未だパニック状態のスカイプ通話に、耳を戻した。
タイラーとハンドレットが言い争っている。カッサーラはそれを宥めようと必死だ。
黙っているのは愛華1人だった。愛華だけに会話を繋ぐようにする。
「愛華さん」
蚊食鳥の呼びかけに、愛華が反応した。
「愛華さん、古いサイトを参照する時に必要なものは?」
愛華は暫く呆然としていたが、すぐに我を取り戻した。
「アーカイブ……」
「あともうちょっと、なんだ」
若堂の、本質に近づきつつある。
例え人では無かったとしても、人の言葉を操るならば、またそれは弱点になり得るはず。
「若堂が、初期のネット世界で、個人のウェブサイトをやっていたことは分かってる」
でも消したのか消されたのか、本体に辿り着かない。
キャッシュも無い。
アドレスも分からないため、インターネット・アーカイブ(Internet Archive)でも探すことは困難だ。

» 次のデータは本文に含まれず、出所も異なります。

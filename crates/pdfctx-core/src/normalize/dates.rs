//! Date substring extraction.
//!
//! Dates are returned as matched; no calendar validation takes place.

use super::{ExtractionMatch, FieldExtractor};
use crate::locale::LocaleConfig;

/// Return the first date found by the first of the locale's patterns that matches.
pub fn extract_date(text: &str, locale: &LocaleConfig) -> Option<String> {
    DateExtractor::new(locale).extract(text).map(|m| m.value)
}

/// Date field extractor driven by a locale's ordered date patterns.
pub struct DateExtractor<'a> {
    locale: &'a LocaleConfig,
}

impl<'a> DateExtractor<'a> {
    pub fn new(locale: &'a LocaleConfig) -> Self {
        Self { locale }
    }
}

impl FieldExtractor for DateExtractor<'_> {
    type Output = ExtractionMatch<String>;

    fn extract(&self, text: &str) -> Option<Self::Output> {
        // Earlier patterns win even when a later one matches further left.
        self.locale.date_patterns.iter().find_map(|pattern| {
            pattern.find(text).map(|m| {
                ExtractionMatch::new(m.as_str().to_string(), m.as_str())
                    .with_position(m.start(), m.end())
            })
        })
    }

    fn extract_all(&self, text: &str) -> Vec<Self::Output> {
        for pattern in &self.locale.date_patterns {
            let results: Vec<_> = pattern
                .find_iter(text)
                .map(|m| {
                    ExtractionMatch::new(m.as_str().to_string(), m.as_str())
                        .with_position(m.start(), m.end())
                })
                .collect();

            if !results.is_empty() {
                return results;
            }
        }

        Vec::new()
    }
}
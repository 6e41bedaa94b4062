//! Configuration structures for the extraction pipeline.

use serde::{Deserialize, Serialize};
use std::path::PathBuf;

use crate::locale::DEFAULT_CONFIDENCE_THRESHOLD;

/// Main configuration for the pdfctx pipeline.
#[derive(Debug, Clone, Default, Serialize, Deserialize)]
#[serde(default)]
pub struct PdfCtxConfig {
    /// External engine configuration.
    pub engine: EngineConfig,

    /// Locale detection configuration.
    pub locale: LocaleSettings,

    /// Extraction and parsing configuration.
    pub extraction: ExtractionConfig,

    /// Output file configuration.
    pub output: OutputConfig,
}

/// tabula-java engine configuration.
#[derive(Debug, Clone, Serialize, Deserialize)]
#[serde(default)]
pub struct EngineConfig {
    /// Java executable used to launch tabula.
    pub java_path: String,

    /// Path to the tabula-java jar with dependencies.
    pub tabula_jar: PathBuf,
}

impl Default for EngineConfig {
    fn default() -> Self {
        Self {
            java_path: "java".to_string(),
            tabula_jar: PathBuf::from("tabula.jar"),
        }
    }
}

/// Locale detection configuration.
#[derive(Debug, Clone, Serialize, Deserialize)]
#[serde(default)]
pub struct LocaleSettings {
    /// Locale used when nothing else matches.
    pub default_locale: String,

    /// Minimum keyword ratio for content-based detection (0.0 - 1.0).
    pub confidence_threshold: f64,
}

impl Default for LocaleSettings {
    fn default() -> Self {
        Self {
            default_locale: "fr".to_string(),
            confidence_threshold: DEFAULT_CONFIDENCE_THRESHOLD,
        }
    }
}

/// Extraction and parsing configuration.
#[derive(Debug, Clone, Default, Serialize, Deserialize)]
#[serde(default)]
pub struct ExtractionConfig {
    /// Convert cells holding a locale-formatted amount into numbers.
    pub normalize_amounts: bool,

    /// Domain parser applied after extraction (e.g. "bank_statement").
    pub parser: Option<String>,
}

/// Output file configuration.
#[derive(Debug, Clone, Serialize, Deserialize)]
#[serde(default)]
pub struct OutputConfig {
    /// Use the first extracted row as column headers.
    pub header_from_first_row: bool,

    /// Default directory name for outputs, created next to the input.
    pub directory_name: String,
}

impl Default for OutputConfig {
    fn default() -> Self {
        Self {
            header_from_first_row: true,
            directory_name: "extracted".to_string(),
        }
    }
}

impl PdfCtxConfig {
    /// Load configuration from a JSON file.
    pub fn from_file(path: &std::path::Path) -> Result<Self, std::io::Error> {
        let content = std::fs::read_to_string(path)?;
        serde_json::from_str(&content).map_err(|e| {
            std::io::Error::new(std::io::ErrorKind::InvalidData, e.to_string())
        })
    }

    /// Save configuration to a JSON file.
    pub fn save(&self, path: &std::path::Path) -> Result<(), std::io::Error> {
        let content = serde_json::to_string_pretty(self).map_err(|e| {
            std::io::Error::new(std::io::ErrorKind::InvalidData, e.to_string())
        })?;
        std::fs::write(path, content)
    }
}

#[cfg(test)]
mod tests {
    use super::*;
    use pretty_assertions::assert_eq;

    #[test]
    fn test_defaults() {
        let config = PdfCtxConfig::default();
        assert_eq!(config.locale.default_locale, "fr");
        assert_eq!(config.locale.confidence_threshold, 0.3);
        assert_eq!(config.engine.java_path, "java");
        assert!(config.output.header_from_first_row);
        assert!(!config.extraction.normalize_amounts);
        assert_eq!(config.extraction.parser, None);
    }

    #[test]
    fn test_partial_file_uses_defaults() {
        let dir = tempfile::tempdir().unwrap();
        let path = dir.path().join("config.json");
        std::fs::write(&path, r#"{"locale": {"default_locale": "de"}}"#).unwrap();

        let config = PdfCtxConfig::from_file(&path).unwrap();
        assert_eq!(config.locale.default_locale, "de");
        assert_eq!(config.locale.confidence_threshold, 0.3);
        assert_eq!(config.output.directory_name, "extracted");
    }

    #[test]
    fn test_save_and_reload() {
        let dir = tempfile::tempdir().unwrap();
        let path = dir.path().join("config.json");

        let mut config = PdfCtxConfig::default();
        config.extraction.parser = Some("bank_statement".to_string());
        config.save(&path).unwrap();

        let loaded = PdfCtxConfig::from_file(&path).unwrap();
        assert_eq!(loaded.extraction.parser.as_deref(), Some("bank_statement"));
    }

    #[test]
    fn test_invalid_file() {
        let dir = tempfile::tempdir().unwrap();
        let path = dir.path().join("config.json");
        std::fs::write(&path, "not json").unwrap();

        let err = PdfCtxConfig::from_file(&path).unwrap_err();
        assert_eq!(err.kind(), std::io::ErrorKind::InvalidData);
    }
}
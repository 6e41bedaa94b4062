//! CLI application for extracting AI-ready tables from PDF documents.

mod commands;
mod output;

use clap::{Parser, Subcommand};
use tracing::Level;
use tracing_subscriber::FmtSubscriber;

use commands::{batch, config, locales, process};

/// PDF table extractor - Turn tables in PDF documents into CSV and Markdown
#[derive(Parser)]
#[command(name = "pdfctx")]
#[command(author, version, about, long_about = None)]
struct Cli {
    /// Enable verbose output
    #[arg(short, long, action = clap::ArgAction::Count, global = true)]
    verbose: u8,

    /// Path to config file
    #[arg(short, long, global = true)]
    config: Option<String>,

    #[command(subcommand)]
    command: Commands,
}

#[derive(Subcommand)]
enum Commands {
    /// Extract tables from a single PDF file
    Process(process::ProcessArgs),

    /// Extract tables from every matching PDF in a directory
    Batch(batch::BatchArgs),

    /// List supported locales
    Locales(locales::LocalesArgs),

    /// Manage configuration
    Config(config::ConfigArgs),
}

fn main() -> anyhow::Result<()> {
    let cli = Cli::parse();

    // Set up logging based on verbosity
    let level = match cli.verbose {
        0 => Level::WARN,
        1 => Level::INFO,
        2 => Level::DEBUG,
        _ => Level::TRACE,
    };

    let subscriber = FmtSubscriber::builder()
        .with_max_level(level)
        .with_target(false)
        .with_writer(std::io::stderr)
        .finish();

    tracing::subscriber::set_global_default(subscriber)?;

    match cli.command {
        Commands::Process(args) => process::run(args, cli.config.as_deref()),
        Commands::Batch(args) => batch::run(args, cli.config.as_deref()),
        Commands::Locales(args) => locales::run(args),
        Commands::Config(args) => config::run(args, cli.config.as_deref()),
    }
}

しかし3億ペタバイトあると言われるデータを参照することは不可能ではない。やるしかない。
やるわ、と愛華も呟いた。
「ヒントは死ぬほど転がってる」
「ほんとに死ななきゃそれでいーよ」
蚊食鳥の軽口に、愛華が笑った気配だ。
いつ終わるか分からない祭のフィナーレを飾るのは、あたし、いやあたしたちだ。
改めて、グループチャットに入り直す。そして、騒いでいる男たちを一喝した。
「あんたたち!」
パニックが一瞬収まった。
「騒いでどうにかなるんならいつまでもやってればいいよ!でも、そうならないんだからあたしたちに協力しな!」
はいっ、と男たちの声が揃った。
じゃあ、さくさくやるよ。
蚊食鳥は、キーボードの上に両手を置いた。